In case of omission or supply of false information to the tax agents, severe penalties — which are imprisonment and pecuniary fine — are imposed so that the taxpayers and in particular the financial institutions are compelled to disclose the requested bank data, in spite of the fact that the Constitution guarantees the right to intimacy and privacy as well as to the confidentiality of the data of individuals.
The discussion therefore is centered around whether the rule set out in Supplementary Law no. 105/01, which permits that the bank secrecy be breached directly by tax agents, without a court order, violates the right to privacy and intimacy and to confidentiality of data guaranteed by the Brazilian Federal Constitution.
As mentioned above, the Federal Constitution admits the disclosure of data of individuals only by order of a court and, even so, if a criminal investigation is being carrying out or to support a criminal case, and does not provide that the bank secrecy may be breached directly by tax agents for the purpose of inspection or collection of tax liabilities.
The rule that permits breach of bank secrecy with no need for a court order clearly conflicts with the provisions in the Brazilian Federal Constitution, as it confers upon the tax authority, which is not unbiased because it is a direct participant in the tax authority-taxpayer relation, power to require bank information that in principle are confidential and may be revealed only upon a court order.

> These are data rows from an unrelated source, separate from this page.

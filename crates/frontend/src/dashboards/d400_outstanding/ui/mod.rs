mod dashboard;

pub use dashboard::OutstandingDashboard;
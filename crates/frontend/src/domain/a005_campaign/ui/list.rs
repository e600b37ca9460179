use super::CampaignDetail;
use crate::domain::a005_campaign::api;
use crate::shared::components::{PaginationControls, SearchInput};
use crate::shared::date_utils::format_opt_date;
use crate::shared::icons::icon;
use crate::shared::page_frame::{PageFrame, PAGE_CAT_LIST};
use contracts::domain::a005_campaign::Campaign;
use contracts::shared::list_query::{ListQuery, Pagination};
use contracts::shared::settings::SEARCH_DEBOUNCE_MS;
use leptos::prelude::*;
use leptos::task::spawn_local;
use thaw::*;

#[component]
#[allow(non_snake_case)]
pub fn CampaignList() -> impl IntoView {
    let (items, set_items) = signal::<Vec<Campaign>>(Vec::new());
    let (pagination, set_pagination) = signal(Pagination::default());
    let (page, set_page) = signal(1usize);
    let (loading, set_loading) = signal(false);
    let (error, set_error) = signal::<Option<String>>(None);
    let search = RwSignal::new(String::new());
    let detail_open = RwSignal::new(false);
    let detail_id = RwSignal::new(String::new());

    let fetch = move || {
        let query = ListQuery::page(page.get_untracked()).search(&search.get_untracked());
        set_loading.set(true);
        spawn_local(async move {
            match api::fetch_campaigns(&query).await {
                Ok(list) => {
                    set_items.set(list.items);
                    set_pagination.set(list.pagination);
                    set_error.set(None);
                }
                Err(e) => {
                    set_items.set(Vec::new());
                    set_error.set(Some(e.message_or("Could not load campaigns")));
                }
            }
            set_loading.set(false);
        });
    };

    Effect::new(move |prev: Option<String>| {
        let term = search.get();
        if prev.is_some() {
            set_page.set(1);
            fetch();
        }
        term
    });

    let open_detail = move |id: String| {
        detail_id.set(id);
        detail_open.set(true);
    };

    fetch();

    view! {
        <PageFrame page_id="a005_campaign--list" category=PAGE_CAT_LIST>
            <div class="header">
                <div class="header__content">
                    <h1 class="header__title">"Campaigns"</h1>
                </div>
                <div class="header__actions">
                    <SearchInput value=search delay_ms=SEARCH_DEBOUNCE_MS placeholder="Search campaigns" />
                    <Button
                        appearance=ButtonAppearance::Secondary
                        on_click=move |_| fetch()
                        disabled=move || loading.get()
                    >
                        {icon("refresh")}
                        "Refresh"
                    </Button>
                </div>
            </div>

            {move || error.get().map(|e| view! {
                <div class="warning-box warning-box--error">
                    <span class="warning-box__icon">"⚠"</span>
                    <span class="warning-box__text">{e}</span>
                </div>
            })}

            <div class="table">
                <table class="table__data table--striped">
                    <thead class="table__head">
                        <tr>
                            <th class="table__header-cell">"Campaign"</th>
                            <th class="table__header-cell">"Template"</th>
                            <th class="table__header-cell">"Created"</th>
                            <th class="table__header-cell table__header-cell--number">"Contacts"</th>
                            <th class="table__header-cell table__header-cell--number">"Sent"</th>
                            <th class="table__header-cell table__header-cell--number">"Delivered"</th>
                            <th class="table__header-cell table__header-cell--number">"Read"</th>
                            <th class="table__header-cell table__header-cell--number">"Failed"</th>
                        </tr>
                    </thead>
                    <tbody>
                        {move || {
                            let rows = items.get();
                            if rows.is_empty() {
                                let text = if loading.get() { "Loading..." } else { "No campaigns yet" };
                                return view! {
                                    <tr><td class="table__cell table__cell--empty" colspan="8">{text}</td></tr>
                                }
                                .into_any();
                            }
                            rows.into_iter()
                                .map(|c| {
                                    let counts = c.counts();
                                    let id = c.id.clone();
                                    view! {
                                        <tr class="table__row" on:click=move |_| open_detail(id.clone())>
                                            <td class="table__cell">{c.name.clone()}</td>
                                            <td class="table__cell">{c.template_name.clone()}</td>
                                            <td class="table__cell">{format_opt_date(c.created_at.as_deref())}</td>
                                            <td class="table__cell table__cell--number">{c.contacts.len()}</td>
                                            <td class="table__cell table__cell--number">{counts.sent}</td>
                                            <td class="table__cell table__cell--number">{counts.delivered}</td>
                                            <td class="table__cell table__cell--number">{counts.read}</td>
                                            <td class="table__cell table__cell--number">{counts.failed}</td>
                                        </tr>
                                    }
                                })
                                .collect_view()
                                .into_any()
                        }}
                    </tbody>
                </table>
            </div>

            <PaginationControls
                current_page=page
                total_pages=Signal::derive(move || pagination.get().total_pages)
                total_count=Signal::derive(move || pagination.get().total)
                on_page_change=Callback::new(move |p| {
                    set_page.set(p);
                    fetch();
                })
                disabled=loading
            />

            <Show when=move || detail_open.get()>
                <CampaignDetail open=detail_open id=detail_id.get_untracked() />
            </Show>
        </PageFrame>
    }
}
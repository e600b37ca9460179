use super::BroadcastListModal;
use crate::domain::a004_broadcast_list::api;
use crate::layout::toast_service::use_toast;
use crate::shared::browser::confirm;
use crate::shared::date_utils::format_opt_date;
use crate::shared::icons::icon;
use crate::shared::page_frame::{PageFrame, PAGE_CAT_LIST};
use contracts::domain::a004_broadcast_list::{BroadcastList, ListKind, ListRef};
use leptos::prelude::*;
use leptos::task::spawn_local;
use thaw::*;

#[derive(Clone, Debug, PartialEq)]
struct ListRow {
    id: String,
    kind: ListKind,
    name: String,
    description: String,
    size: usize,
    created_at: String,
}

impl ListRow {
    fn new(list: BroadcastList, kind: ListKind) -> Self {
        Self {
            size: list.size(),
            created_at: format_opt_date(list.created_at.as_deref()),
            description: list.description.unwrap_or_default(),
            id: list.id,
            kind,
            name: list.name,
        }
    }

    fn list_ref(&self) -> ListRef {
        ListRef {
            id: self.id.clone(),
            kind: self.kind,
        }
    }
}

#[component]
#[allow(non_snake_case)]
pub fn BroadcastListPage() -> impl IntoView {
    let toast = use_toast();
    let (rows, set_rows) = signal::<Vec<ListRow>>(Vec::new());
    let (loading, set_loading) = signal(false);
    let (error, set_error) = signal::<Option<String>>(None);
    let filter = RwSignal::new(String::new());
    let modal_open = RwSignal::new(false);
    let editing = RwSignal::new(None::<ListRef>);

    let fetch = move || {
        set_loading.set(true);
        spawn_local(async move {
            let mut all = Vec::new();
            let mut failure = None;
            for kind in [ListKind::FarmerList, ListKind::ContactList] {
                match api::fetch_lists(kind).await {
                    Ok(lists) => all.extend(lists.into_iter().map(|l| ListRow::new(l, kind))),
                    Err(e) => failure = Some(e.message_or("Could not load saved lists")),
                }
            }
            set_rows.set(all);
            set_error.set(failure);
            set_loading.set(false);
        });
    };

    let open_new = move || {
        editing.set(None);
        modal_open.set(true);
    };

    let open_edit = move |list: ListRef| {
        editing.set(Some(list));
        modal_open.set(true);
    };

    let delete = move |row: ListRow| {
        if !confirm(&format!("Delete the list \"{}\"?", row.name)) {
            return;
        }
        spawn_local(async move {
            match api::delete_list(&row.list_ref()).await {
                Ok(()) => {
                    toast.success(format!("List \"{}\" deleted", row.name));
                    fetch();
                }
                Err(e) => toast.error(e.message_or("Could not delete the list")),
            }
        });
    };

    let visible = move || {
        let term = filter.get().trim().to_lowercase();
        rows.get()
            .into_iter()
            .filter(|r| term.is_empty() || r.name.to_lowercase().contains(&term))
            .collect::<Vec<_>>()
    };

    let on_saved = Callback::new(move |_| {
        modal_open.set(false);
        fetch();
    });

    fetch();

    view! {
        <PageFrame page_id="a004_broadcast_list--list" category=PAGE_CAT_LIST>
            <div class="header">
                <div class="header__content">
                    <h1 class="header__title">"Broadcast lists"</h1>
                </div>
                <div class="header__actions">
                    <Button appearance=ButtonAppearance::Primary on_click=move |_| open_new()>
                        {icon("plus")}
                        "New list"
                    </Button>
                    <Button
                        appearance=ButtonAppearance::Secondary
                        on_click=move |_| fetch()
                        disabled=move || loading.get()
                    >
                        {icon("refresh")}
                        "Refresh"
                    </Button>
                </div>
            </div>

            <div class="filters">
                <Input value=filter placeholder="Filter by name" />
            </div>

            {move || error.get().map(|e| view! {
                <div class="warning-box warning-box--error">
                    <span class="warning-box__icon">"⚠"</span>
                    <span class="warning-box__text">{e}</span>
                </div>
            })}

            <div class="table">
                <table class="table__data table--striped">
                    <thead class="table__head">
                        <tr>
                            <th class="table__header-cell">"Name"</th>
                            <th class="table__header-cell">"Type"</th>
                            <th class="table__header-cell">"Description"</th>
                            <th class="table__header-cell table__header-cell--number">"Members"</th>
                            <th class="table__header-cell">"Created"</th>
                            <th class="table__header-cell"></th>
                        </tr>
                    </thead>
                    <tbody>
                        {move || {
                            if loading.get() {
                                return view! {
                                    <tr><td class="table__cell table__cell--empty" colspan="6"><Spinner /></td></tr>
                                }
                                .into_any();
                            }
                            let items = visible();
                            if items.is_empty() {
                                return view! {
                                    <tr><td class="table__cell table__cell--empty" colspan="6">"No saved lists"</td></tr>
                                }
                                .into_any();
                            }
                            items
                                .into_iter()
                                .map(|row| {
                                    let for_edit = row.list_ref();
                                    let for_delete = row.clone();
                                    view! {
                                        <tr class="table__row" on:click=move |_| open_edit(for_edit.clone())>
                                            <td class="table__cell">{row.name}</td>
                                            <td class="table__cell">{row.kind.display_name()}</td>
                                            <td class="table__cell">{row.description}</td>
                                            <td class="table__cell table__cell--number">{row.size}</td>
                                            <td class="table__cell">{row.created_at}</td>
                                            <td class="table__cell" on:click=|e| e.stop_propagation()>
                                                <button
                                                    class="button button--ghost"
                                                    title="Delete"
                                                    on:click=move |_| delete(for_delete.clone())
                                                >
                                                    {icon("x")}
                                                </button>
                                            </td>
                                        </tr>
                                    }
                                })
                                .collect_view()
                                .into_any()
                        }}
                    </tbody>
                </table>
            </div>

            <Show when=move || modal_open.get()>
                <BroadcastListModal
                    open=modal_open
                    editing=editing.get_untracked()
                    on_saved=on_saved
                />
            </Show>
        </PageFrame>
    }
}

A court order is needed for the bank secrecy to be broken to protect the taxpayers from arbitrary impositions and guarantee their right to be heard, which is prescribed in the Constitution, and to prevent tax authorities’ abusive and indiscriminate demands of bank information, which sometimes is not even necessary.
Only the Judiciary is truly impartial to determine if a concrete situation demands disclosure of the taxpayer’s bank data and, even so, such determination does not dispense with an opportunity for the taxpayer to dispute the requirement.
The Federal Supreme Court has already pronounced on this matter in the decision rendered in 2011 in Extraordinary Appeal no. 389.808. The majority of the Justices decided that the bank secrecy cannot be broken except upon a court order, and declared that the provision in Supplementary Law no. 105/01 is unconstitutional.
As that Federal Supreme Court’s decision produces effects only on the parties to the case (as it concerns an individual appeal filed by a given taxpayer), in practice the tax authorities will keep on requesting the taxpayers’ bank data without a court order, and those omitting them will be subject to imprisonment and/or imposition of fines.
In spite of that decision, the Brazilian Supreme Court — the court that has the last word in the matter — has not yet achieved a consolidated understanding, and this is so true that currently the analysis by the Federal Supreme Court of some cases to render decisions that will produce general effects throughout Brazil and will be valid for the entire society is being expected. While such cases are still to be examined, the insecurity about the understanding that will prevail will persist.
The conclusion therefore is that the issue of bank secrecy has not yet been solved in Brazil and many are the conflicts between the tax authorities and the taxpayers over this matter, whereas only the Brazilian Supreme Court may settle this issue once and for all by putting an interpretation on it and ensuring an uniform application of the rule to the transactions carried out in Brazil.
The companies and individuals that have a bank account in Brazil will have to continue to face the possibility of the Brazilian Federal Revenue bothering them as it may try to access directly — that is, without a court order — bank data to collect any tax that supposedly was not paid by the taxpayers. We expect that the Supreme Court, grounded on the Brazilian Constitution, will impede that such arbitrariness continues.